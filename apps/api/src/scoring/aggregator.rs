//! Score Aggregator — folds match rates and component scores into one ATS score.
//!
//! Every weight, threshold and bonus rule comes from `ScoringPolicy`. Components are looked
//! up by name, so the order in which the analyzer collected them never matters.

use std::collections::BTreeMap;

use serde::{Deserialize, Serialize};

use crate::analysis::{ComponentName, ComponentReport, ComponentScore};
use crate::matching::comparator::{round2, MatchSummary};
use crate::matching::{ComparisonResult, SkillCategory};
use crate::scoring::policy::{CategoryStatus, ScoringPolicy};
use crate::scoring::validator;

// ────────────────────────────────────────────────────────────────────────────
// Output data model
// ────────────────────────────────────────────────────────────────────────────

#[derive(Debug, Clone, Default, PartialEq, Serialize, Deserialize)]
pub struct CategoryRates {
    pub technical: f64,
    pub soft: f64,
    pub domain: f64,
}

#[derive(Debug, Clone, PartialEq, Serialize, Deserialize)]
pub struct AtsResult {
    pub components: BTreeMap<ComponentName, ComponentScore>,
    pub missing_components: Vec<ComponentName>,
    pub category_match_rates: CategoryRates,
    pub match_summary: MatchSummary,
    pub cat1_score: f64,
    pub cat2_score: f64,
    pub bonus_points: f64,
    pub bonus_signals: Vec<String>,
    pub final_ats_score: f64,
    pub category_status: CategoryStatus,
    pub overall_assessment: String,
    /// Fraction of declared components that produced a usable score, in [0, 1].
    pub confidence_score: f64,
    pub validation_passed: bool,
    pub validation_issues: Vec<String>,
    pub policy_version: String,
    pub processing_time_ms: u64,
}

// ────────────────────────────────────────────────────────────────────────────
// Aggregator
// ────────────────────────────────────────────────────────────────────────────

pub struct Aggregator {
    policy: ScoringPolicy,
}

impl Aggregator {
    pub fn new(policy: ScoringPolicy) -> Self {
        Self { policy }
    }

    pub fn policy(&self) -> &ScoringPolicy {
        &self.policy
    }

    /// Builds the `AtsResult`. The validator runs first; a violation does not abort
    /// aggregation but is reported through `validation_passed` and `validation_issues`.
    ///
    /// `processing_time_ms` is left at zero for the caller to fill in.
    pub fn aggregate(&self, comparison: &ComparisonResult, report: &ComponentReport) -> AtsResult {
        let validation = validator::validate(comparison, report);
        let p = &self.policy;

        let rates = CategoryRates {
            technical: comparison.match_rate(SkillCategory::Technical),
            soft: comparison.match_rate(SkillCategory::Soft),
            domain: comparison.match_rate(SkillCategory::Domain),
        };
        let rate_if_required = |category: SkillCategory| {
            (comparison.category(category).total > 0).then(|| comparison.match_rate(category))
        };
        let component = |name: ComponentName| report.score_of(name);

        let h = &p.hard_skill_blend;
        let cat1 = blend(&[
            (h.technical_match, rate_if_required(SkillCategory::Technical)),
            (h.technical_depth, component(ComponentName::TechnicalDepth)),
            (h.skills_relevance, component(ComponentName::SkillsRelevance)),
        ]);

        let s = &p.soft_domain_blend;
        let cat2 = blend(&[
            (s.soft_match, rate_if_required(SkillCategory::Soft)),
            (s.domain_match, rate_if_required(SkillCategory::Domain)),
            (s.experience_alignment, component(ComponentName::ExperienceAlignment)),
            (s.industry_fit, component(ComponentName::IndustryFit)),
            (s.role_seniority, component(ComponentName::RoleSeniority)),
        ]);

        let g = &p.group_weights;
        let base = blend(&[(g.hard_skills, cat1), (g.soft_domain, cat2)])
            .unwrap_or(0.0)
            .clamp(0.0, 100.0);

        let bonus_signals = self.bonus_signals(comparison, report);
        let earned = (bonus_signals.len() as f64 * p.bonus.points_per_signal)
            .min(p.bonus.max_points)
            .max(0.0);
        // Never let the bonus carry the score past the ceiling.
        let bonus_points = earned.min(100.0 - base);
        let final_ats_score = round2((base + bonus_points).clamp(0.0, 100.0));

        let category_status = p.classify(final_ats_score);
        let missing_components = report.missing();
        let (validation_passed, validation_issues) = match &validation {
            Ok(()) => (true, Vec::new()),
            Err(e) => (false, e.issues()),
        };

        let overall_assessment = build_assessment(
            category_status,
            final_ats_score,
            comparison,
            report,
            validation_passed,
        );

        AtsResult {
            components: report.scores.clone(),
            missing_components,
            category_match_rates: rates,
            match_summary: comparison.match_summary.clone(),
            cat1_score: round2(cat1.unwrap_or(0.0)),
            cat2_score: round2(cat2.unwrap_or(0.0)),
            bonus_points: round2(bonus_points),
            bonus_signals,
            final_ats_score,
            category_status,
            overall_assessment,
            confidence_score: round2(report.completeness()),
            validation_passed,
            validation_issues,
            policy_version: p.version.clone(),
            processing_time_ms: 0,
        }
    }

    fn bonus_signals(&self, comparison: &ComparisonResult, report: &ComponentReport) -> Vec<String> {
        let b = &self.policy.bonus;
        let mut signals = Vec::new();

        if report
            .score_of(ComponentName::TechnicalDepth)
            .is_some_and(|s| s >= b.exceptional_depth)
        {
            signals.push("exceptional technical depth".to_string());
        }
        if report
            .score_of(ComponentName::RoleSeniority)
            .is_some_and(|s| s >= b.transferable_seniority)
        {
            signals.push("transferable seniority".to_string());
        }
        let technical = &comparison.technical;
        if technical.total > 0 && technical.matched.len() == technical.total {
            signals.push("complete technical coverage".to_string());
        }

        signals
    }
}

/// Weighted average over the present terms only. `None` when no term with a positive
/// weight is present.
fn blend(terms: &[(f64, Option<f64>)]) -> Option<f64> {
    let (weighted, total_weight) = terms
        .iter()
        .filter_map(|(w, v)| v.map(|v| (*w, v)))
        .filter(|(w, _)| *w > 0.0)
        .fold((0.0, 0.0), |(sum, tw), (w, v)| (sum + w * v, tw + w));

    (total_weight > 0.0).then(|| weighted / total_weight)
}

/// Builds a human-readable assessment from the status, counts and gaps.
fn build_assessment(
    status: CategoryStatus,
    score: f64,
    comparison: &ComparisonResult,
    report: &ComponentReport,
    validation_passed: bool,
) -> String {
    let summary = &comparison.match_summary;
    let mut text = format!(
        "{} ({score:.0}/100). Matched {} of {} requirements ({:.1}%).",
        status.label(),
        summary.total_matches,
        summary.total_jd_requirements,
        summary.match_percentage
    );

    let top_gaps: Vec<&str> = [SkillCategory::Technical, SkillCategory::Domain, SkillCategory::Soft]
        .iter()
        .flat_map(|c| comparison.category(*c).missing.iter().map(String::as_str))
        .take(3)
        .collect();
    if !top_gaps.is_empty() {
        text.push_str(&format!(" Key gaps: {}.", top_gaps.join(", ")));
    }

    let missing = report.missing();
    if !missing.is_empty() {
        text.push_str(&format!(
            " Based on {} of {} analyses.",
            report.scores.len(),
            report.expected.len()
        ));
    }
    if !validation_passed {
        text.push_str(" Result failed consistency checks; treat it with caution.");
    }
    text
}

// ────────────────────────────────────────────────────────────────────────────
// Tests
// ────────────────────────────────────────────────────────────────────────────

#[cfg(test)]
mod tests {
    use super::*;
    use crate::matching::SkillSet;
    use crate::testing::{compare, report_with, uniform_report};

    /// Technical 1/2, soft 1/1, domain 0/1.
    fn comparison() -> ComparisonResult {
        let cv = SkillSet::from_raw(["rust"], ["mentoring"], Vec::<&str>::new());
        let jd = SkillSet::from_raw(["rust", "kafka"], ["mentoring"], ["payments"]);
        compare(&cv, &jd).unwrap()
    }

    fn aggregator() -> Aggregator {
        Aggregator::new(ScoringPolicy::default())
    }

    #[test]
    fn test_category_scores_follow_policy_blend() {
        let result = aggregator().aggregate(&comparison(), &uniform_report(60.0));

        // cat1 = 0.5*50 + 0.25*60 + 0.25*60
        assert!((result.cat1_score - 55.0).abs() < 1e-9);
        // cat2 = 0.15*100 + 0.15*0 + (0.3 + 0.2 + 0.2)*60
        assert!((result.cat2_score - 57.0).abs() < 1e-9);
        // 0.6*55 + 0.4*57
        assert!((result.final_ats_score - 55.8).abs() < 1e-9);
        assert_eq!(result.bonus_points, 0.0);
        assert_eq!(result.category_status, CategoryStatus::ModerateFit);
        assert!(result.validation_passed);
        assert_eq!(result.confidence_score, 1.0);
        assert_eq!(result.policy_version, "2024.1");
    }

    #[test]
    fn test_final_score_bounded_for_extreme_inputs() {
        let cv = SkillSet::from_raw(["rust"], Vec::<&str>::new(), Vec::<&str>::new());
        let jd = SkillSet::from_raw(["rust"], Vec::<&str>::new(), Vec::<&str>::new());
        let perfect = compare(&cv, &jd).unwrap();

        let high = aggregator().aggregate(&perfect, &uniform_report(100.0));
        assert_eq!(high.final_ats_score, 100.0);
        assert_eq!(high.bonus_points, 0.0);
        assert_eq!(high.bonus_signals.len(), 3);

        let low = aggregator().aggregate(&ComparisonResult::default(), &uniform_report(0.0));
        assert_eq!(low.final_ats_score, 0.0);
        assert_eq!(low.category_status, CategoryStatus::WeakFit);
    }

    #[test]
    fn test_bonus_is_capped() {
        let mut policy = ScoringPolicy::default();
        policy.bonus.points_per_signal = 6.0;
        let cv = SkillSet::from_raw(["rust"], Vec::<&str>::new(), Vec::<&str>::new());
        let jd = SkillSet::from_raw(["rust"], ["mentoring"], ["payments"]);
        let comparison = compare(&cv, &jd).unwrap();
        let report = report_with(&[
            (ComponentName::TechnicalDepth, 95.0),
            (ComponentName::RoleSeniority, 95.0),
            (ComponentName::SkillsRelevance, 20.0),
            (ComponentName::ExperienceAlignment, 20.0),
            (ComponentName::IndustryFit, 20.0),
        ]);

        let result = Aggregator::new(policy).aggregate(&comparison, &report);

        assert_eq!(result.bonus_signals.len(), 3);
        assert_eq!(result.bonus_points, 10.0);
    }

    #[test]
    fn test_bonus_does_not_push_past_ceiling() {
        let cv = SkillSet::from_raw(["rust"], ["mentoring"], ["payments"]);
        let jd = cv.clone();
        let comparison = compare(&cv, &jd).unwrap();
        let report = uniform_report(97.0);

        let result = aggregator().aggregate(&comparison, &report);

        assert!(result.final_ats_score <= 100.0);
        assert!(result.bonus_points <= 10.0);
        assert!((result.final_ats_score - 100.0).abs() < 1e-9);
    }

    #[test]
    fn test_status_thresholds_come_from_policy() {
        let mut policy = ScoringPolicy::default();
        policy.status_thresholds.strong_fit = 50.0;
        policy.status_thresholds.good_fit = 30.0;
        policy.status_thresholds.moderate_fit = 10.0;

        let result = Aggregator::new(policy).aggregate(&comparison(), &uniform_report(60.0));
        assert_eq!(result.category_status, CategoryStatus::StrongFit);
    }

    #[test]
    fn test_partial_failure_uses_available_components_only() {
        let report = report_with(&[
            (ComponentName::SkillsRelevance, 80.0),
            (ComponentName::ExperienceAlignment, 70.0),
            (ComponentName::TechnicalDepth, 60.0),
        ]);

        let result = aggregator().aggregate(&comparison(), &report);

        // cat1 = 0.5*50 + 0.25*60 + 0.25*80
        assert!((result.cat1_score - 60.0).abs() < 1e-9);
        // cat2 renormalizes over soft 0.15, domain 0.15, experience 0.3
        let expected_cat2 = (0.15 * 100.0 + 0.15 * 0.0 + 0.3 * 70.0) / 0.6;
        assert!((result.cat2_score - round2(expected_cat2)).abs() < 1e-9);
        assert!((result.confidence_score - 0.6).abs() < 1e-9);
        assert_eq!(
            result.missing_components,
            vec![ComponentName::IndustryFit, ComponentName::RoleSeniority]
        );
        assert!(result.validation_passed);
        assert!(result.overall_assessment.contains("Based on 3 of 5 analyses"));
    }

    #[test]
    fn test_aggregation_is_independent_of_component_order() {
        let forward = report_with(&ComponentName::ALL.map(|n| (n, 40.0 + n as u8 as f64 * 10.0)));
        let mut reversed_values = ComponentName::ALL.map(|n| (n, 40.0 + n as u8 as f64 * 10.0));
        reversed_values.reverse();
        let reversed = report_with(&reversed_values);

        let a = aggregator().aggregate(&comparison(), &forward);
        let b = aggregator().aggregate(&comparison(), &reversed);
        assert_eq!(a, b);
    }

    #[test]
    fn test_validation_failure_is_flagged_not_raised() {
        let mut comparison = comparison();
        comparison.technical.missing.clear();

        let result = aggregator().aggregate(&comparison, &uniform_report(60.0));

        assert!(!result.validation_passed);
        assert!(result.validation_issues[0].contains("expected 2 requirements, found 1"));
        assert!(result.overall_assessment.contains("consistency checks"));
    }

    #[test]
    fn test_category_without_requirements_is_left_out_of_blend() {
        let cv = SkillSet::from_raw(["rust"], Vec::<&str>::new(), Vec::<&str>::new());
        let jd = SkillSet::from_raw(["rust"], Vec::<&str>::new(), Vec::<&str>::new());
        let comparison = compare(&cv, &jd).unwrap();

        let result = aggregator().aggregate(&comparison, &uniform_report(50.0));

        // No soft/domain requirements: cat2 is the component blend alone.
        assert!((result.cat2_score - 50.0).abs() < 1e-9);
    }

    #[test]
    fn test_assessment_lists_technical_gaps_first() {
        let result = aggregator().aggregate(&comparison(), &uniform_report(60.0));
        assert!(result.overall_assessment.starts_with("Moderate fit (56/100)"));
        assert!(result.overall_assessment.contains("Key gaps: kafka, payments."));
    }
}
****
Exercise aim » Using the data above, show each line where "analyses" occurs.

Output below »
            " Based on {} of {} analyses.",
        assert!(result.overall_assessment.contains("Based on 3 of 5 analyses"));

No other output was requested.